* DATA FOR THIS EXERCISE
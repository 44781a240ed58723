mod console;

pub use console::ConsoleView;

use async_trait::async_trait;
use tokio::sync::mpsc::UnboundedReceiver;
use tracing::debug;

use crate::models::RunEvent;

/// Anything that shows run events to a person: the terminal, a webhook.
#[async_trait]
pub trait Presenter: Send {
    async fn present(&mut self, event: &RunEvent);
}

/// Feed every event to each presenter in order until all senders are dropped.
pub async fn dispatch(mut events: UnboundedReceiver<RunEvent>, mut presenters: Vec<Box<dyn Presenter>>) {
    while let Some(event) = events.recv().await {
        for presenter in presenters.iter_mut() {
            presenter.present(&event).await;
        }
    }
    debug!("Run event channel closed");
}
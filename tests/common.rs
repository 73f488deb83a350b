// ABOUTME: Shared test utilities for integration tests
// ABOUTME: Token forging, recording mocks for the exchanger and downstream APIs, resource builders
//
// SPDX-License-Identifier: MIT OR Apache-2.0
// Copyright (c) 2025 Beacon Labs

#![allow(clippy::unwrap_used, clippy::expect_used, clippy::panic)]
#![allow(missing_docs)]
#![allow(
    dead_code,
    clippy::missing_errors_doc,
    clippy::missing_panics_doc,
    clippy::must_use_candidate,
    clippy::module_name_repetitions
)]

//! Shared test utilities for `beacon_mcp_server`.
//!
//! Tokens are forged (unsigned) because the server's documented trust
//! boundary puts signature verification upstream; tests exercise claim
//! decoding only. All downstream collaborators are recording mocks so no
//! test touches the network.

use std::sync::atomic::{AtomicUsize, Ordering};
use std::sync::{Arc, Mutex, Once};

use async_trait::async_trait;
use base64::engine::general_purpose::{STANDARD, URL_SAFE_NO_PAD};
use base64::Engine as _;
use serde_json::{json, Value};

use beacon_mcp_server::auth::CallerAuthInfo;
use beacon_mcp_server::config::ServerConfig;
use beacon_mcp_server::database::{MemorySettingsStore, SettingsStore};
use beacon_mcp_server::errors::{AppError, AppResult};
use beacon_mcp_server::external::{
    ForecastPeriod, NewRepository, Repository, RepositoryHost, WeatherAlert, WeatherSource,
};
use beacon_mcp_server::mcp::resources::ServerResources;
use beacon_mcp_server::outbound::{ExchangeRequest, OutboundToken, TokenExchanger};

static INIT_LOGGER: Once = Once::new();

/// Initialize quiet logging once per test process
pub fn init_test_logging() {
    INIT_LOGGER.call_once(|| {
        tracing_subscriber::fmt()
            .with_max_level(tracing::Level::WARN)
            .with_test_writer()
            .init();
    });
}

// ============================================================================
// Token forging
// ============================================================================

/// Forge an unsigned three-segment bearer token with the given claim set
pub fn forge_token_with_claims(claims: &Value) -> String {
    let header = URL_SAFE_NO_PAD.encode(r#"{"alg":"none","typ":"JWT"}"#);
    let payload = URL_SAFE_NO_PAD.encode(claims.to_string());
    format!("{header}.{payload}.forged-signature")
}

/// Forge a token with a subject and a space-delimited scope claim
pub fn forge_token(sub: &str, scopes: &[&str]) -> String {
    forge_token_with_claims(&json!({
        "sub": sub,
        "scope": scopes.join(" "),
        "iss": "https://api.descope.com",
    }))
}

/// Forge a token whose claim set also carries an `azp` client identifier
pub fn forge_token_with_azp(sub: &str, scopes: &[&str], azp: &str) -> String {
    forge_token_with_claims(&json!({
        "sub": sub,
        "scope": scopes.join(" "),
        "azp": azp,
        "iss": "https://api.descope.com",
    }))
}

/// Encode a `project:app` pair the way identity providers encode client ids
pub fn encode_client_id(project_id: &str, app_id: &str) -> String {
    STANDARD.encode(format!("{project_id}:{app_id}"))
}

/// Build a caller context from a forged token and an encoded client id
pub fn caller(sub: &str, scopes: &[&str], client_id: Option<&str>) -> CallerAuthInfo {
    let token = forge_token(sub, scopes);
    CallerAuthInfo {
        token,
        scopes: scopes.iter().map(|s| (*s).to_owned()).collect(),
        client_id: client_id.unwrap_or_default().to_owned(),
    }
}

// ============================================================================
// Sample records
// ============================================================================

pub fn sample_alert() -> WeatherAlert {
    WeatherAlert {
        event: "Flood Warning".to_owned(),
        area: "Sacramento County".to_owned(),
        severity: "Severe".to_owned(),
        status: "Actual".to_owned(),
        headline: Some("Flood Warning until noon".to_owned()),
    }
}

pub fn sample_period() -> ForecastPeriod {
    ForecastPeriod {
        name: "Tonight".to_owned(),
        temperature: 58,
        temperature_unit: "F".to_owned(),
        wind_speed: "5 mph".to_owned(),
        wind_direction: "SW".to_owned(),
        detailed_forecast: "Patchy fog after midnight.".to_owned(),
    }
}

pub fn sample_repository(name: &str) -> Repository {
    Repository {
        name: name.to_owned(),
        full_name: Some(format!("octocat/{name}")),
        html_url: format!("https://github.com/octocat/{name}"),
        private: false,
        description: None,
    }
}

// ============================================================================
// Recording mocks
// ============================================================================

/// Token exchanger that records every request and returns a programmed
/// outcome without touching the network
pub struct MockExchanger {
    calls: AtomicUsize,
    last_request: Mutex<Option<ExchangeRequest>>,
    result: Mutex<Result<String, AppError>>,
}

impl MockExchanger {
    pub fn returning(access_token: &str) -> Arc<Self> {
        Arc::new(Self {
            calls: AtomicUsize::new(0),
            last_request: Mutex::new(None),
            result: Mutex::new(Ok(access_token.to_owned())),
        })
    }

    pub fn failing(error: AppError) -> Arc<Self> {
        Arc::new(Self {
            calls: AtomicUsize::new(0),
            last_request: Mutex::new(None),
            result: Mutex::new(Err(error)),
        })
    }

    pub fn call_count(&self) -> usize {
        self.calls.load(Ordering::SeqCst)
    }

    pub fn last_request(&self) -> Option<ExchangeRequest> {
        self.last_request.lock().unwrap().clone()
    }
}

#[async_trait]
impl TokenExchanger for MockExchanger {
    async fn exchange(&self, request: &ExchangeRequest) -> AppResult<OutboundToken> {
        self.calls.fetch_add(1, Ordering::SeqCst);
        *self.last_request.lock().unwrap() = Some(request.clone());
        self.result
            .lock()
            .unwrap()
            .clone()
            .map(|access_token| OutboundToken { access_token })
    }
}

/// Repository host mock recording calls and the token each call carried
pub struct MockRepositoryHost {
    list_calls: AtomicUsize,
    create_calls: AtomicUsize,
    last_token: Mutex<Option<String>>,
    last_create: Mutex<Option<NewRepository>>,
    list_result: Mutex<Result<Vec<Repository>, AppError>>,
    create_result: Mutex<Result<Repository, AppError>>,
}

impl Default for MockRepositoryHost {
    fn default() -> Self {
        Self {
            list_calls: AtomicUsize::new(0),
            create_calls: AtomicUsize::new(0),
            last_token: Mutex::new(None),
            last_create: Mutex::new(None),
            list_result: Mutex::new(Ok(Vec::new())),
            create_result: Mutex::new(Ok(sample_repository("created"))),
        }
    }
}

impl MockRepositoryHost {
    pub fn new() -> Arc<Self> {
        Arc::new(Self::default())
    }

    pub fn with_repositories(repositories: Vec<Repository>) -> Arc<Self> {
        let host = Self::default();
        *host.list_result.lock().unwrap() = Ok(repositories);
        Arc::new(host)
    }

    pub fn with_list_error(error: AppError) -> Arc<Self> {
        let host = Self::default();
        *host.list_result.lock().unwrap() = Err(error);
        Arc::new(host)
    }

    pub fn with_created(repository: Repository) -> Arc<Self> {
        let host = Self::default();
        *host.create_result.lock().unwrap() = Ok(repository);
        Arc::new(host)
    }

    pub fn list_call_count(&self) -> usize {
        self.list_calls.load(Ordering::SeqCst)
    }

    pub fn create_call_count(&self) -> usize {
        self.create_calls.load(Ordering::SeqCst)
    }

    pub fn last_token(&self) -> Option<String> {
        self.last_token.lock().unwrap().clone()
    }

    pub fn last_create(&self) -> Option<NewRepository> {
        self.last_create.lock().unwrap().clone()
    }
}

#[async_trait]
impl RepositoryHost for MockRepositoryHost {
    async fn list_repositories(&self, access_token: &str) -> AppResult<Vec<Repository>> {
        self.list_calls.fetch_add(1, Ordering::SeqCst);
        *self.last_token.lock().unwrap() = Some(access_token.to_owned());
        self.list_result.lock().unwrap().clone()
    }

    async fn create_repository(
        &self,
        access_token: &str,
        request: &NewRepository,
    ) -> AppResult<Repository> {
        self.create_calls.fetch_add(1, Ordering::SeqCst);
        *self.last_token.lock().unwrap() = Some(access_token.to_owned());
        *self.last_create.lock().unwrap() = Some(request.clone());
        self.create_result.lock().unwrap().clone()
    }
}

/// Weather source mock recording calls
pub struct MockWeatherSource {
    calls: AtomicUsize,
    alerts_result: Mutex<Result<Vec<WeatherAlert>, AppError>>,
    forecast_result: Mutex<Result<Vec<ForecastPeriod>, AppError>>,
}

impl Default for MockWeatherSource {
    fn default() -> Self {
        Self {
            calls: AtomicUsize::new(0),
            alerts_result: Mutex::new(Ok(Vec::new())),
            forecast_result: Mutex::new(Ok(Vec::new())),
        }
    }
}

impl MockWeatherSource {
    pub fn new() -> Arc<Self> {
        Arc::new(Self::default())
    }

    pub fn with_alerts(alerts: Vec<WeatherAlert>) -> Arc<Self> {
        let source = Self::default();
        *source.alerts_result.lock().unwrap() = Ok(alerts);
        Arc::new(source)
    }

    pub fn with_forecast(periods: Vec<ForecastPeriod>) -> Arc<Self> {
        let source = Self::default();
        *source.forecast_result.lock().unwrap() = Ok(periods);
        Arc::new(source)
    }

    pub fn call_count(&self) -> usize {
        self.calls.load(Ordering::SeqCst)
    }
}

#[async_trait]
impl WeatherSource for MockWeatherSource {
    async fn active_alerts(&self, _state: &str) -> AppResult<Vec<WeatherAlert>> {
        self.calls.fetch_add(1, Ordering::SeqCst);
        self.alerts_result.lock().unwrap().clone()
    }

    async fn forecast(&self, _latitude: f64, _longitude: f64) -> AppResult<Vec<ForecastPeriod>> {
        self.calls.fetch_add(1, Ordering::SeqCst);
        self.forecast_result.lock().unwrap().clone()
    }
}

/// Settings store whose operations can be programmed to fail
pub struct FailingStore {
    pub fail_get: bool,
    pub fail_set: bool,
    inner: MemorySettingsStore,
}

impl FailingStore {
    /// Store where writes fail but reads answer normally
    pub fn set_only() -> Arc<Self> {
        Arc::new(Self {
            fail_get: false,
            fail_set: true,
            inner: MemorySettingsStore::new(),
        })
    }

    /// Store where every operation fails
    pub fn unreachable() -> Arc<Self> {
        Arc::new(Self {
            fail_get: true,
            fail_set: true,
            inner: MemorySettingsStore::new(),
        })
    }
}

#[async_trait]
impl SettingsStore for FailingStore {
    async fn get(&self, key: &str) -> AppResult<Option<String>> {
        if self.fail_get {
            return Err(AppError::persistence_unavailable("store offline"));
        }
        self.inner.get(key).await
    }

    async fn set(&self, key: &str, value: &str) -> AppResult<()> {
        if self.fail_set {
            return Err(AppError::persistence_unavailable("store offline"));
        }
        self.inner.set(key, value).await
    }
}

// ============================================================================
// Resource builders
// ============================================================================

/// Handles to the mocks inside a test resource set
pub struct TestHarness {
    pub resources: Arc<ServerResources>,
    pub exchanger: Arc<MockExchanger>,
    pub weather: Arc<MockWeatherSource>,
    pub repository_host: Arc<MockRepositoryHost>,
}

/// Build server resources over explicit mocks
pub fn test_resources(
    store: Arc<dyn SettingsStore>,
    exchanger: Arc<MockExchanger>,
    weather: Arc<MockWeatherSource>,
    repository_host: Arc<MockRepositoryHost>,
) -> TestHarness {
    init_test_logging();
    let resources = Arc::new(ServerResources::new(
        ServerConfig::default(),
        store,
        exchanger.clone(),
        weather.clone(),
        repository_host.clone(),
    ));

    TestHarness {
        resources,
        exchanger,
        weather,
        repository_host,
    }
}

/// Default harness: in-memory store, exchanger yielding `tok-abc`, empty
/// downstream results
pub fn default_harness() -> TestHarness {
    test_resources(
        Arc::new(MemorySettingsStore::new()),
        MockExchanger::returning("tok-abc"),
        MockWeatherSource::new(),
        MockRepositoryHost::new(),
    )
}
// ABOUTME: GitHub repository tools using brokered outbound tokens
// ABOUTME: Repository listing and creation on the caller's behalf, scope-gated per operation
//
// SPDX-License-Identifier: MIT OR Apache-2.0
// Copyright (c) 2025 Beacon Labs

//! GitHub tools.
//!
//! Both tools follow the full outbound pattern: scope gate, subject
//! extraction, token exchange for the configured GitHub outbound
//! application, then exactly one REST call with the exchanged token.

use async_trait::async_trait;
use serde::Deserialize;
use serde_json::{json, Value};

use crate::auth;
use crate::errors::{AppError, AppResult};
use crate::external::NewRepository;
use crate::formatters;

use super::{McpTool, ToolExecutionContext};

/// Scope required to list repositories
pub const REPOS_READ_SCOPE: &str = "repos:read";

/// Scope required to create repositories
pub const REPOS_WRITE_SCOPE: &str = "repos:write";

#[derive(Debug, Deserialize)]
struct CreateRepositoryParams {
    name: String,
    #[serde(default)]
    description: Option<String>,
    #[serde(default)]
    private: bool,
}

/// List the caller's repositories
pub struct ListRepositoriesTool;

#[async_trait]
impl McpTool for ListRepositoriesTool {
    fn name(&self) -> &'static str {
        "list_repositories"
    }

    fn description(&self) -> &'static str {
        "List GitHub repositories for the authenticated user"
    }

    fn input_schema(&self) -> Value {
        json!({
            "type": "object",
            "properties": {}
        })
    }

    async fn execute(
        &self,
        _params: &Value,
        context: &ToolExecutionContext<'_>,
    ) -> AppResult<String> {
        let resources = context.resources;
        let host = &resources.repository_host;

        let repositories = resources
            .broker
            .call(
                context.caller,
                REPOS_READ_SCOPE,
                &resources.config.github_app_id,
                |token| async move { host.list_repositories(&token.access_token).await },
            )
            .await?;

        // The broker has already validated the token, so the subject is
        // available for the rendered heading.
        let user_id = auth::subject(&context.caller.token)?;
        Ok(formatters::render_repositories(&user_id, &repositories))
    }
}

/// Create a repository for the caller
pub struct CreateRepositoryTool;

#[async_trait]
impl McpTool for CreateRepositoryTool {
    fn name(&self) -> &'static str {
        "create_repository"
    }

    fn description(&self) -> &'static str {
        "Create a GitHub repository for the authenticated user"
    }

    fn input_schema(&self) -> Value {
        json!({
            "type": "object",
            "properties": {
                "name": {
                    "type": "string",
                    "description": "Repository name"
                },
                "description": {
                    "type": "string",
                    "description": "Repository description"
                },
                "private": {
                    "type": "boolean",
                    "description": "Create the repository as private (default false)"
                }
            },
            "required": ["name"]
        })
    }

    async fn execute(
        &self,
        params: &Value,
        context: &ToolExecutionContext<'_>,
    ) -> AppResult<String> {
        let params: CreateRepositoryParams = serde_json::from_value(params.clone())
            .map_err(|e| AppError::validation(format!("invalid repository parameters: {e}")))?;

        if params.name.trim().is_empty() {
            return Err(AppError::validation("'name' must be non-empty"));
        }

        let request = NewRepository {
            name: params.name,
            description: params.description,
            private: params.private,
        };

        let resources = context.resources;
        let host = &resources.repository_host;
        let request_ref = &request;

        let repository = resources
            .broker
            .call(
                context.caller,
                REPOS_WRITE_SCOPE,
                &resources.config.github_app_id,
                |token| async move {
                    host.create_repository(&token.access_token, request_ref).await
                },
            )
            .await?;

        Ok(formatters::render_created_repository(&repository))
    }
}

* ACTIVITY
Only the lines from the opening of the material through the line with "terminal, a webhook." should be echoed, exactly as written.

* EXERCISE ANSWER
repository 44781a240ed58723
mod console;

pub use console::ConsoleView;

use async_trait::async_trait;
use tokio::sync::mpsc::UnboundedReceiver;
use tracing::debug;

use crate::models::RunEvent;

/// Anything that shows run events to a person: the terminal, a webhook.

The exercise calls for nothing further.